Items from a dataset >>
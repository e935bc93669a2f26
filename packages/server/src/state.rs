use std::sync::Arc;

use sea_orm::DatabaseConnection;

use crate::config::AppConfig;
use crate::utils::clock::Clock;

#[derive(Clone)]
pub struct AppState {
    pub db: DatabaseConnection,
    pub config: AppConfig,
    pub clock: Arc<dyn Clock>,
}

WORK ORDER >> When you reach the end of the data above, set it all down again unchanged.

WRITTEN SOLUTION >>
repository e935bc93669a2f26
filename packages/server/src/state.rs
use std::sync::Arc;

use sea_orm::DatabaseConnection;

use crate::config::AppConfig;
use crate::utils::clock::Clock;

#[derive(Clone)]
pub struct AppState {
    pub db: DatabaseConnection,
    pub config: AppConfig,
    pub clock: Arc<dyn Clock>,
}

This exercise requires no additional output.